[Data items]
+++
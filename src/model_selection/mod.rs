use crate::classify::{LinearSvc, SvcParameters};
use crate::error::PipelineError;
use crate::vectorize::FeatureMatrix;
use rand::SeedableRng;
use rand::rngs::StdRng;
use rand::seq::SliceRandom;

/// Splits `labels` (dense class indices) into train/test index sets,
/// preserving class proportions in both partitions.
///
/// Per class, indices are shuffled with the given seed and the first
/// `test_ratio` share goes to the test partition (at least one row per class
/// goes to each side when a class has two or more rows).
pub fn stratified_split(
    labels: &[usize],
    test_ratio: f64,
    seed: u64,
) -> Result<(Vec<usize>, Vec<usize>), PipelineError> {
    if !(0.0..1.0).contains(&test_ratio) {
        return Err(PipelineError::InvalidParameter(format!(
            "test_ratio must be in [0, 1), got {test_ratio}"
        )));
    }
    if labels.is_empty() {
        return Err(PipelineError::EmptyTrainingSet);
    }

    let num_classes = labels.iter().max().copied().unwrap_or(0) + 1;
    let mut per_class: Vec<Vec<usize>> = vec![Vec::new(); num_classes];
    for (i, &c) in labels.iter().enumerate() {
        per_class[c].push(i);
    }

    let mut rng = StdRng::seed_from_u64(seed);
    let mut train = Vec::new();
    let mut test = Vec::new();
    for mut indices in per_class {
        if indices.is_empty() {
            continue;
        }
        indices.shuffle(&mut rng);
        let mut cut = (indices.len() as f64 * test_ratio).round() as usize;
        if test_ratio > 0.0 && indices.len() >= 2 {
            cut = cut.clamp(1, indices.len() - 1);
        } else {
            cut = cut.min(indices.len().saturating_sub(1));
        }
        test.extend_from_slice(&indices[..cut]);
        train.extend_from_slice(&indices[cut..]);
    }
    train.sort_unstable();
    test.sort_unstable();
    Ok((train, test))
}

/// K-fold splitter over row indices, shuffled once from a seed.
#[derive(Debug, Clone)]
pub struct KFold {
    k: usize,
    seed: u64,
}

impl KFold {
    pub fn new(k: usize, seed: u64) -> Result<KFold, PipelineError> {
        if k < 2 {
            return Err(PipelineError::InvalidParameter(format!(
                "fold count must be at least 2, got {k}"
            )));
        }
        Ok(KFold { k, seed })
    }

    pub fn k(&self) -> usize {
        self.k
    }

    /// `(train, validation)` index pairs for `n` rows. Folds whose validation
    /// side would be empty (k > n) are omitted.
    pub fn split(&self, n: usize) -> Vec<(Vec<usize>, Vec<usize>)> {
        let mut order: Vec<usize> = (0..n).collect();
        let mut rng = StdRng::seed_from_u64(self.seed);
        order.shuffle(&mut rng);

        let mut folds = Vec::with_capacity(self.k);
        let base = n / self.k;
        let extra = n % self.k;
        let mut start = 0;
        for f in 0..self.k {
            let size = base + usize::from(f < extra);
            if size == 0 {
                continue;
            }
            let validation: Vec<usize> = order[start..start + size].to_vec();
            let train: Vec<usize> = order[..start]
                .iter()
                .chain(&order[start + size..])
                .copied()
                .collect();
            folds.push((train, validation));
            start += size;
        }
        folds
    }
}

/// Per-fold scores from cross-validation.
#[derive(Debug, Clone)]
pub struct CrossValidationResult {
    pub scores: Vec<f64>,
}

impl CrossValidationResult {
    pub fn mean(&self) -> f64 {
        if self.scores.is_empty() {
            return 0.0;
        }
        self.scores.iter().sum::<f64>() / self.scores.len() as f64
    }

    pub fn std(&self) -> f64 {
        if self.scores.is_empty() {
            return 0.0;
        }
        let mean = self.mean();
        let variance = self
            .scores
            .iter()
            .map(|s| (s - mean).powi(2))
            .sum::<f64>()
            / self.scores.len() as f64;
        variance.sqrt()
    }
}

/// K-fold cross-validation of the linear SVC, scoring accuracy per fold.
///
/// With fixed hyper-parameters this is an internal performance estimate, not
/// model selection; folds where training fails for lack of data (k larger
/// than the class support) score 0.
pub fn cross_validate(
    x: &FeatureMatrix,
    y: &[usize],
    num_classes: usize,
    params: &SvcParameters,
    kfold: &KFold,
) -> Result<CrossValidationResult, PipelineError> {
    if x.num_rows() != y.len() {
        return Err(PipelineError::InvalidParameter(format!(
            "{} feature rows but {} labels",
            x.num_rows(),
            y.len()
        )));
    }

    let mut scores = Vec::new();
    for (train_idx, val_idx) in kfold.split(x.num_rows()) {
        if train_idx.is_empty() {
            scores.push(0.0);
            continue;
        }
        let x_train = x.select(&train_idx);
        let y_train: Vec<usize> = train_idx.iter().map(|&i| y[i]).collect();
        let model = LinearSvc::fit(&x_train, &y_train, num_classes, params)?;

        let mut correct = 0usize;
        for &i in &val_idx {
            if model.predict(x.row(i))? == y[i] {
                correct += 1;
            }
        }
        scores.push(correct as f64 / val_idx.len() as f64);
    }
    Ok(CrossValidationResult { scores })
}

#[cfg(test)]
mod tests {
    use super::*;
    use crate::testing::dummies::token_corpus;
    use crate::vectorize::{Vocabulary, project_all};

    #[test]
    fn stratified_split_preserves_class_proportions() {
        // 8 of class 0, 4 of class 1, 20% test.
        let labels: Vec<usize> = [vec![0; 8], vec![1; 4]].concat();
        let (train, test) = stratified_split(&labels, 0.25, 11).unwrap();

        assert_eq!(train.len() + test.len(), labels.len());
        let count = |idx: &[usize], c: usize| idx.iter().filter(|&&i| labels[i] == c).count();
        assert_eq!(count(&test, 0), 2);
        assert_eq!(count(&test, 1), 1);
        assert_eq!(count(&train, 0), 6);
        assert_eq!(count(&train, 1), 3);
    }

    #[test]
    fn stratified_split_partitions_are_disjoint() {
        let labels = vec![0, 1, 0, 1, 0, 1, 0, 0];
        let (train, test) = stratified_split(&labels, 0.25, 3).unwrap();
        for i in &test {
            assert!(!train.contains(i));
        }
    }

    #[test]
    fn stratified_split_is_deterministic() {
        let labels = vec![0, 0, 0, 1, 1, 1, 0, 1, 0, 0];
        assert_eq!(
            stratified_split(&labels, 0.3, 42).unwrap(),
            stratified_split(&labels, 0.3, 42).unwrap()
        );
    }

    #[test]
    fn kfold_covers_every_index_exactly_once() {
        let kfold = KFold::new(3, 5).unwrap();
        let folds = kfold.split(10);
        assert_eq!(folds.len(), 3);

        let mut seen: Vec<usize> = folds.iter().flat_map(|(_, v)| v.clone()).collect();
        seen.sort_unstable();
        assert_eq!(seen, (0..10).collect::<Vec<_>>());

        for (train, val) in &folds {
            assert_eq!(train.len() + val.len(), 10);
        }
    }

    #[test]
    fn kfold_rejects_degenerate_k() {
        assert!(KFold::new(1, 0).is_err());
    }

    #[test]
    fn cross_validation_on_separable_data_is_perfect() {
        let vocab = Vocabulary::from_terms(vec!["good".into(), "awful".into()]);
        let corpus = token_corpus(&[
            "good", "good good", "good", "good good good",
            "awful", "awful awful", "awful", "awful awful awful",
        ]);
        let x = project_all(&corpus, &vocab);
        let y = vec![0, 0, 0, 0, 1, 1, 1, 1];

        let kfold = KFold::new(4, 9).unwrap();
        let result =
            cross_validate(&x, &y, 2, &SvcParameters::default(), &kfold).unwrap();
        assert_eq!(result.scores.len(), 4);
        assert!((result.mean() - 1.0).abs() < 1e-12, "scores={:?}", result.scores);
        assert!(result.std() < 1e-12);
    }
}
+++
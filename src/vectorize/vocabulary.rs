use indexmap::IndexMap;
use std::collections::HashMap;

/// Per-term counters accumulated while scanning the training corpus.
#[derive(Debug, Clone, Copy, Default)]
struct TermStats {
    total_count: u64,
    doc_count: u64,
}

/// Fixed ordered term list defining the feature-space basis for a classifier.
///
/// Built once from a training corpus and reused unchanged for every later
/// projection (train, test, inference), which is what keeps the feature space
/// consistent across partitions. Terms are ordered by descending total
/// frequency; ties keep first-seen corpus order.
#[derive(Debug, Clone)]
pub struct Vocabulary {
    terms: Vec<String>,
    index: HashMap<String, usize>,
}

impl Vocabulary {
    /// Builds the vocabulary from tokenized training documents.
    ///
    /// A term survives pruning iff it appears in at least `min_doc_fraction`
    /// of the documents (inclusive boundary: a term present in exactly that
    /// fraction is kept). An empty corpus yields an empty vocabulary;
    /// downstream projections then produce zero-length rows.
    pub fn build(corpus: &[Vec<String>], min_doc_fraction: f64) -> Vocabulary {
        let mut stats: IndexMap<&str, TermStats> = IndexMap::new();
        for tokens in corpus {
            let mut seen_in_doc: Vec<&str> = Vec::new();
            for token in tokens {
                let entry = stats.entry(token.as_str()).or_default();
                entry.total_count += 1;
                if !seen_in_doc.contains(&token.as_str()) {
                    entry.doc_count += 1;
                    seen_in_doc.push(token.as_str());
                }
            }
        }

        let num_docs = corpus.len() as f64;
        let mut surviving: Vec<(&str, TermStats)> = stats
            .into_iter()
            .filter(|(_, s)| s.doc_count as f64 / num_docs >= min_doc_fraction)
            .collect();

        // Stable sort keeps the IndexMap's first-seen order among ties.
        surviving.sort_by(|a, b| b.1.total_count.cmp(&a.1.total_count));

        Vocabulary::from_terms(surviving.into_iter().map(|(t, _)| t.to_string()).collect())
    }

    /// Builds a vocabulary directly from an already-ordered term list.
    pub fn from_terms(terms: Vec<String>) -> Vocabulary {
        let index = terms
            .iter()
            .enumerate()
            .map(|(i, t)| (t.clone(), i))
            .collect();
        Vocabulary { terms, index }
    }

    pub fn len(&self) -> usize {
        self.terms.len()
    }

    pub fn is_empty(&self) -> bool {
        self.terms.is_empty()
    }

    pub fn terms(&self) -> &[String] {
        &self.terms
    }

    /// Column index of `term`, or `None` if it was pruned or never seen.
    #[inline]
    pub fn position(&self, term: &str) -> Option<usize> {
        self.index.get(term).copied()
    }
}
+++
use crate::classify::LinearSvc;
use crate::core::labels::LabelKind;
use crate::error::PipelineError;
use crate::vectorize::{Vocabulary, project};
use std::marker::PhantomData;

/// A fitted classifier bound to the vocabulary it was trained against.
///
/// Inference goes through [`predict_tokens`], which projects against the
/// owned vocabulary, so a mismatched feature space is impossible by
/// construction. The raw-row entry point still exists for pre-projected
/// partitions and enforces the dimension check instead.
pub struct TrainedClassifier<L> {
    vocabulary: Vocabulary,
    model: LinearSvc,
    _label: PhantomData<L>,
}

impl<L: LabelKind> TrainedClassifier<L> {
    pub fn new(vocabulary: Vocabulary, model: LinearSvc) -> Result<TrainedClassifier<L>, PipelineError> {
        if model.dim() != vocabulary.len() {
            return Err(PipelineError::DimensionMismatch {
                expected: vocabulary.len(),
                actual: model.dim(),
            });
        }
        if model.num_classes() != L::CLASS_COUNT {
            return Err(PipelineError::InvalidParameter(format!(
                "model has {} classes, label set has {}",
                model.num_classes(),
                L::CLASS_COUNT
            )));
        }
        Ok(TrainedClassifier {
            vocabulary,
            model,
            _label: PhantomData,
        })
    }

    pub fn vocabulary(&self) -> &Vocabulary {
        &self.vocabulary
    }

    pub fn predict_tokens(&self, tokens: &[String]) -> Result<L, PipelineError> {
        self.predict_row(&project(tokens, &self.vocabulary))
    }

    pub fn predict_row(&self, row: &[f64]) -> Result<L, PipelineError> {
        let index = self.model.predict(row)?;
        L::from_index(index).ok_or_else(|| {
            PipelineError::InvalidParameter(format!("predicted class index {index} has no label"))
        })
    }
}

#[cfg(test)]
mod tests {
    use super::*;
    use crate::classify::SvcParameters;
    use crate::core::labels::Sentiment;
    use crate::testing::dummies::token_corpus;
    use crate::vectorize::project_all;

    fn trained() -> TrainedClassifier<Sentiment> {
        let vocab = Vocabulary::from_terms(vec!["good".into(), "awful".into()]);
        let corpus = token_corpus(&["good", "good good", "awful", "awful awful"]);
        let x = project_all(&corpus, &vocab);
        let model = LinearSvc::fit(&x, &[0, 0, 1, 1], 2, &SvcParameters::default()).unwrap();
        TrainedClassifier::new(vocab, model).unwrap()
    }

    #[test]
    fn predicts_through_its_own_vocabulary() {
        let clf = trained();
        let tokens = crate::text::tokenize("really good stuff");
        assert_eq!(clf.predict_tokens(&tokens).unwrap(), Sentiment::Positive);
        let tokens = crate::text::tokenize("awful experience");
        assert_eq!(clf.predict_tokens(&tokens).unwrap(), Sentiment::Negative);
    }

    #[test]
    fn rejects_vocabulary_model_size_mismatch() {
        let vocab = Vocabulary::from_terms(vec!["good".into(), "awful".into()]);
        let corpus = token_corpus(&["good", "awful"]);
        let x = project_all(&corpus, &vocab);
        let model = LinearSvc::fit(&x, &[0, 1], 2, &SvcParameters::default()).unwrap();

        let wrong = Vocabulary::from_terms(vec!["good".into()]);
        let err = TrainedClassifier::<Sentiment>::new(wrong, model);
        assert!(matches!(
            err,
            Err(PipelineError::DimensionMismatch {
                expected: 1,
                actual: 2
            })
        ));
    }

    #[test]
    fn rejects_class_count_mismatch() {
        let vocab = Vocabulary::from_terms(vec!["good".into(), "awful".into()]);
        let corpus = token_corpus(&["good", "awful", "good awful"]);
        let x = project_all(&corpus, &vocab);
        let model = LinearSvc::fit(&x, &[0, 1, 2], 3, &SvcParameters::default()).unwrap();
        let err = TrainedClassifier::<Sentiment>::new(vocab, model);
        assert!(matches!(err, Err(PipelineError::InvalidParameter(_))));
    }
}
+++
**What to work on**
Return every line above that contains the word "keeps".

**Written solution**
/// projection (train, test, inference), which is what keeps the feature space
        // Stable sort keeps the IndexMap's first-seen order among ties.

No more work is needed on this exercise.